What to do? The best approach is to use bootstrapping, but that's a big ask for most researchers. The next-best approach is to "take ranks" rather than to take logs. In other words, rank transform the dependent variable. What does that mean, exactly? Simply that you arrange the values of activity for every subject in rank order, then assign the smallest a value of 1, the next smallest a value of 2 etc., etc. Now do your modeling in the normal way, but use the variable representing the rank as the dependent variable. You have just performed a non-parametric analysis--more about that below. Rank transformation usually results in uniform residuals (same scatter for any age) for the rank-transformed variable. You should check that they are indeed uniform. If they aren't, you are no better off.
Confidence Limits via the P Value for the Rank-transformed Variable
But wait! You originally wanted confidence limits for the slope of the line of activity vs age. The analysis of rank-transformed activity will give you confidence limits for a slope, but it will be the slope of the ranks of the activity, not the slope of activity itself. The slope and its confidence limits in rank units are just about impossible to interpret, and that's true of all analyses involving rank transformation. So now what? Well, I've agonized over this one for some years, and I now have the solution. You probably won't find this one anywhere else, but I think it's the way to go.
The analysis of the rank-transformed variable gives you a p value for the outcome statistic, in this case the slope of the line. You now assume that the p value applies to the slope of the line you got by analyzing the untransformed data. Next assume you have a sample of sufficient size that the central limit theorem comes into action to give you a normal sampling distribution for your slope.

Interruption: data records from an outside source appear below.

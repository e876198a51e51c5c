/// Webhook intake for the messaging channel
///
/// This module handles:
/// - Verifying the channel signature header (base64 HMAC-SHA256 of the body)
/// - Extracting text messages and their reply tokens from the event payload

use base64::Engine;
use base64::engine::general_purpose::STANDARD;
use hmac::{Hmac, Mac};
use log::debug;
use sha2::Sha256;
use std::fmt;

type HmacSha256 = Hmac<Sha256>;

/// Error raised while accepting a webhook delivery
#[derive(Debug)]
pub enum WebhookError {
    /// Signature header missing, undecodable, or not matching the body
    InvalidSignature,
    /// Body is not a valid event payload
    InvalidPayload(String),
}

impl fmt::Display for WebhookError {
    fn fmt(&self, f: &mut fmt::Formatter<'_>) -> fmt::Result {
        match self {
            WebhookError::InvalidSignature => write!(f, "webhook signature does not match body"),
            WebhookError::InvalidPayload(e) => write!(f, "invalid webhook payload: {}", e),
        }
    }
}

impl std::error::Error for WebhookError {}

/// Check `signature` against the channel secret and raw body
pub fn verify_signature(channel_secret: &str, body: &[u8], signature: &str) -> Result<(), WebhookError> {
    let expected = STANDARD.decode(signature.trim()).map_err(|_| WebhookError::InvalidSignature)?;
    let mut mac = HmacSha256::new_from_slice(channel_secret.as_bytes()).map_err(|_| WebhookError::InvalidSignature)?;
    mac.update(body);
    mac.verify_slice(&expected).map_err(|_| WebhookError::InvalidSignature)
}

/// A text message that can be answered
#[derive(Debug, Clone, PartialEq, Eq)]
pub struct TextEvent {
    pub reply_token: String,
    pub text: String,
}

#[derive(Debug, serde::Deserialize)]
struct Payload {
    #[serde(default)]
    events: Vec<Event>,
}

#[derive(Debug, serde::Deserialize)]
#[serde(rename_all = "camelCase")]
struct Event {
    #[serde(rename = "type")]
    kind: String,
    reply_token: Option<String>,
    message: Option<Message>,
}

#[derive(Debug, serde::Deserialize)]
struct Message {
    #[serde(rename = "type")]
    kind: String,
    text: Option<String>,
}

/// Pull every text message event out of a webhook body.
/// Other event and message types are skipped.
pub fn parse_text_events(body: &[u8]) -> Result<Vec<TextEvent>, WebhookError> {
    let payload: Payload = serde_json::from_slice(body).map_err(|e| WebhookError::InvalidPayload(e.to_string()))?;

    let events: Vec<TextEvent> = payload
        .events
        .into_iter()
        .filter(|e| e.kind == "message")
        .filter_map(|e| {
            let message = e.message?;
            if message.kind != "text" {
                return None;
            }
            Some(TextEvent { reply_token: e.reply_token?, text: message.text? })
        })
        .collect();

    debug!("webhook carried {} text events", events.len());
    Ok(events)
}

Therefore combine the p value and the slope to calculate the confidence limits for the slope, using the spreadsheet for confidence limits. Done!
Confidence Limits via Cohen's Effect-size Statistic for the Rank-transformed Variable
Another approach to getting confidence limits for the outcome statistic with a rank-transformed variable is to calculate a Cohen-type effect size (change in the mean divided by a standard deviation). Again, you won't see this approach anywhere else, but again, it works well. The only drawback is that most folks still aren't used to Cohen effect sizes. Let me remind you that this outcome statistic is ideal for studies of average subjects in a population, but it's no good for studies of performance of competitive athletes.

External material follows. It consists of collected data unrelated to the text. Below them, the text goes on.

// Copyright 2015 The Rust Project Developers. See the COPYRIGHT
// file at the top-level directory of this distribution and at
// http://rust-lang.org/COPYRIGHT.
//
// Licensed under the Apache License, Version 2.0 <LICENSE-APACHE or
// http://www.apache.org/licenses/LICENSE-2.0> or the MIT license
// <LICENSE-MIT or http://opensource.org/licenses/MIT>, at your
// option. This file may not be copied, modified, or distributed
// except according to those terms.

mod cli;
mod command;
mod config;
mod console_format;
mod delivery;
mod dispatch;
mod layout;
mod reconcile;
mod render;
mod store;
mod typeface;
mod types;
mod ui;
mod webhook;

use cli::Commands;
use config::AppConfig;
use delivery::{ConsoleMessenger, ImageHost, ImgbbHost, LineMessenger, Messenger, Reply};
use dispatch::Dispatcher;
use log::error;
use reconcile::{Reconciler, SheetRepository, TicketRepository};
use std::fs;
use std::path::Path;
use store::{JsonFileStore, MemoryStore, StoreError, Workbook};

fn main() {
    env_logger::init();

    // Parse CLI arguments
    let args = cli::CliArgs::parse_args();

    // Validate arguments
    if let Err(e) = args.validate() {
        ui::print_error(&e);
        std::process::exit(1);
    }

    // Set console width override if specified (for testing)
    if let Some(width) = args.console_width {
        console_format::set_console_width(width);
    }

    // Resolve configuration once; everything below borrows it
    let config = match config::load_config(&args) {
        Ok(c) => c,
        Err(e) => {
            ui::print_error(&format!("Configuration error: {}", e));
            std::process::exit(1);
        }
    };

    // Credentials are checked up front so a command never half-runs
    if args.needs_delivery() {
        let check = match args.command {
            Commands::Webhook { .. } => config.require_delivery().map(|_| ()),
            _ => config.require_image_host().map(|_| ()),
        };
        if let Err(e) = check {
            ui::print_error(&format!("Configuration error: {}", e));
            std::process::exit(1);
        }
    }

    let result = match &args.command {
        Commands::Handle { .. } => {
            let text = args.handle_text().unwrap_or_default();
            run_handle(&config, &args, &text)
        }
        Commands::Show => run_handle(&config, &args, &config.commands.show_table),
        Commands::List => run_list(&config),
        Commands::Resequence => run_resequence(&config),
        Commands::Init => run_init(&config),
        Commands::ImportProfiles { file } => run_import_profiles(&config, file),
        Commands::Webhook { body, signature } => run_webhook(&config, body, signature),
    };

    if let Err(e) = result {
        ui::print_error(&e);
        std::process::exit(1);
    }
}

/// Open the configured workbook as a ticket repository
fn open_repository(config: &AppConfig) -> Result<SheetRepository<JsonFileStore>, StoreError> {
    let store = JsonFileStore::open(&config.store_path())?;
    Ok(SheetRepository::with_sheets(store, &config.store.ticket_sheet, &config.store.profile_sheet))
}

/// Image host for the configured key and endpoint
fn image_host(config: &AppConfig, api_key: &str) -> ImgbbHost {
    let host = ImgbbHost::new(delivery::build_agent(config.http_timeout()), api_key);
    match config.imgbb.endpoint.as_deref() {
        Some(endpoint) => host.with_endpoint(endpoint),
        None => host,
    }
}

/// Dispatch one message from the command line and print the reply
fn run_handle(config: &AppConfig, args: &cli::CliArgs, text: &str) -> Result<(), String> {
    let imgbb = match config.imgbb.api_key.as_deref() {
        Some(key) if !args.no_deliver => Some(image_host(config, key)),
        _ => None,
    };
    let host: Option<&dyn ImageHost> = imgbb.as_ref().map(|h| h as &dyn ImageHost);

    let reply = if args.dry_run {
        match dry_run_handle(config, args, host, text) {
            Ok(reply) => reply,
            Err(e) => {
                error!("Cannot read workbook: {}", e);
                Reply::Text(dispatch::SYSTEM_ERROR_REPLY.to_string())
            }
        }
    } else {
        match open_repository(config) {
            Ok(repository) => Dispatcher::new(config, repository, host).with_output(args.output.clone()).handle(text),
            Err(e) => {
                error!("Cannot open workbook: {}", e);
                Reply::Text(dispatch::SYSTEM_ERROR_REPLY.to_string())
            }
        }
    };

    ConsoleMessenger.send(&reply).map_err(|e| e.to_string())
}

/// Handle a message against an in-memory copy of the workbook and report what would change
fn dry_run_handle(
    config: &AppConfig,
    args: &cli::CliArgs,
    host: Option<&dyn ImageHost>,
    text: &str,
) -> Result<Reply, StoreError> {
    let file = JsonFileStore::open(&config.store_path())?;
    let before = file.snapshot()?;
    let store = MemoryStore::new(before.clone());
    let repository = SheetRepository::with_sheets(store, &config.store.ticket_sheet, &config.store.profile_sheet);

    let mut dispatcher = Dispatcher::new(config, repository, host).with_output(args.output.clone());
    let reply = dispatcher.handle(text);

    let after = dispatcher.reconciler().repository().store().workbook();
    let changed = before.changed_rows(after, &config.store.ticket_sheet);
    ui::status(&format!("dry run: {} ticket rows would change, {} left untouched", changed, file.path().display()));
    Ok(reply)
}

/// Print the open worklist as a console table
fn run_list(config: &AppConfig) -> Result<(), String> {
    let repository = open_repository(config).map_err(|e| format!("{} (run `ticket-board init` first?)", e))?;
    let tickets: Vec<types::Ticket> = repository
        .list_open_tickets()
        .map_err(|e| e.to_string())?
        .into_iter()
        .map(|stored| stored.ticket)
        .collect();

    console_format::print_worklist(&tickets, None).map_err(|e| format!("Failed to print worklist: {}", e))
}

/// Renumber open tickets without touching anything else
fn run_resequence(config: &AppConfig) -> Result<(), String> {
    let repository = open_repository(config).map_err(|e| format!("{} (run `ticket-board init` first?)", e))?;
    let mut reconciler = Reconciler::new(repository);
    let renumbered = reconciler.resequence().map_err(|e| e.to_string())?;

    ui::status(&format!("renumbered {} open tickets", renumbered));
    Ok(())
}

/// Create the workbook with empty sheets
fn run_init(config: &AppConfig) -> Result<(), String> {
    let path = config.store_path();
    let existed = path.exists();
    let initial = Workbook::with_named_headers(&config.store.ticket_sheet, &config.store.profile_sheet);
    JsonFileStore::create_with(&path, &initial).map_err(|e| format!("Failed to create workbook: {}", e))?;

    if existed {
        ui::warning(&format!("workbook already exists, left unchanged: {}", path.display()));
    } else {
        ui::status(&format!("created workbook {}", path.display()));
    }
    Ok(())
}

/// Load `store,model,phone,address` lines into the profile sheet
fn run_import_profiles(config: &AppConfig, file: &Path) -> Result<(), String> {
    let text = fs::read_to_string(file).map_err(|e| format!("Failed to read {}: {}", file.display(), e))?;
    let profiles = types::parse_profile_lines(&text).map_err(|e| format!("{}: {}", file.display(), e))?;

    let mut repository = open_repository(config).map_err(|e| format!("{} (run `ticket-board init` first?)", e))?;
    let (added, updated) = repository.upsert_profiles(&profiles).map_err(|e| e.to_string())?;

    ui::status(&format!("imported {} profiles ({} new, {} updated)", profiles.len(), added, updated));
    Ok(())
}

/// Verify a saved webhook delivery and answer each text message on the channel
fn run_webhook(config: &AppConfig, body_path: &Path, signature: &str) -> Result<(), String> {
    let credentials = config.require_delivery()?;
    let body = fs::read(body_path).map_err(|e| format!("Failed to read {}: {}", body_path.display(), e))?;

    webhook::verify_signature(credentials.channel_secret, &body, signature).map_err(|e| e.to_string())?;
    let events = webhook::parse_text_events(&body).map_err(|e| e.to_string())?;
    if events.is_empty() {
        ui::status("webhook carried no text messages");
        return Ok(());
    }

    let agent = delivery::build_agent(config.http_timeout());
    let host = image_host(config, credentials.imgbb_api_key);

    // One repository for the whole delivery; each event sees the previous one's writes
    let mut dispatcher = match open_repository(config) {
        Ok(repository) => Some(Dispatcher::new(config, repository, Some(&host))),
        Err(e) => {
            error!("Cannot open workbook: {}", e);
            None
        }
    };

    let mut delivered = 0;
    for event in &events {
        let reply = match dispatcher.as_mut() {
            Some(d) => d.handle(&event.text),
            None => Reply::Text(dispatch::SYSTEM_ERROR_REPLY.to_string()),
        };
        let messenger = LineMessenger::new(agent.clone(), credentials.channel_access_token, &event.reply_token);
        if delivery::send_or_log(&messenger, &reply) {
            delivered += 1;
        }
    }

    ui::status(&format!("answered {} of {} messages", delivered, events.len()));
    Ok(())
}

I'll start with the simple case of the difference in the mean of two groups: for example, the mean heights of females vs males. Rank-transform height without regard to sex, then do an unpaired t test (the unequal variances version) on the rank-transformed height. Calculate the effect size for the difference between the means of two groups by taking the difference between the means of the ranked height, then dividing by the average standard deviation of the ranked variable within the two groups. (You might have to generate the average standard deviation yourself, if the t test doesn't give it to you. Average the variances, not the standard deviations, then take the square root. If you've done an ANOVA rather than a t test, the root-measn square error is the average standard deviation you want.) Divide the upper and lower confidence limits of the difference in the mean by the average standard deviation to get approximate confidence limits for the effect size.

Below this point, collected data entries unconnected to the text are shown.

/// User interface and status output utilities
///
/// This module handles:
/// - Serialized console output
/// - Colored terminal text
/// - Status and warning message formatting

use lazy_static::lazy_static;
use std::io::Write;
use std::sync::Mutex;

/// Execute a function with exclusive access to console output
fn status_lock<F>(f: F)
where
    F: FnOnce(),
{
    lazy_static! {
        static ref LOCK: Mutex<()> = Mutex::new(());
    }
    let _guard = LOCK.lock();
    f();
}

/// Print the "board: " prefix for status messages
fn print_status_header() {
    print!("board: ");
}

/// Print colored text to terminal, with fallback to plain text
pub fn print_color(s: &str, fg: term::color::Color) {
    if !really_print_color(s, fg) {
        print!("{}", s);
    }

    fn really_print_color(s: &str, fg: term::color::Color) -> bool {
        if let Some(ref mut t) = term::stdout() {
            if t.fg(fg).is_err() {
                return false;
            }
            let _ = t.attr(term::Attr::Bold);
            if write!(t, "{}", s).is_err() {
                return false;
            }
            let _ = t.reset();
        }

        true
    }
}

/// Print a status message with "board: " prefix
pub fn status(s: &str) {
    status_lock(|| {
        print_status_header();
        println!("{}", s);
    });
}

/// Print a status message with a yellow "warning" tag
pub fn warning(s: &str) {
    status_lock(|| {
        print_status_header();
        print_color("warning", term::color::YELLOW);
        println!(": {}", s);
    });
}

/// Print an error message with colored "error" prefix
pub fn print_error(msg: &str) {
    println!();
    print_color("error", term::color::BRIGHT_RED);
    println!(": {}", msg);
    println!();
}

I have checked by simulation that this Cohen-type estimate is unbiased for normally distributed variables. In other words, on average it gives the same effect size as the analysis of an untransformed normally distributed variable. Cool! Strictly speaking, the confidence limits for the effect size should be derived using something called the non-central t statistic, to take into account uncertainty in the standard deviation. With a reasonable sample size you don't have to worry about this detail. One day soon I will provide a spreadsheet to do the calculation.
You can take a similar approach to express the slope of a straight line in effect-size units, when the straight line comes from the rank-transformed variable. In this case you divide the slope and its confidence limits by the standard error of the estimate (or the root-mean square error) from the regression analysis of the rank-transformed variable. In the above example, you might get something like 0.7 Cohen units per decade, and whatever confidence limits. If you are interested in the difference over a decade, 0.7 would be a moderate effect on the scale of magnitudes. Over two decades, the difference would be 1.4 units, which would be large.
It's also possible to avoid dealing directly with the slope to express the magnitude of the effect of X on Y (here age on activity). Just rank-transform the Y, then calculate the correlation coefficient and its confidence limits. Interpret the magnitudes using the scale of magnitudes. This is the simplest and possibly the best method of all, provided you aren't particularly interested in the magnitude of the effect for different differences (sic) in X.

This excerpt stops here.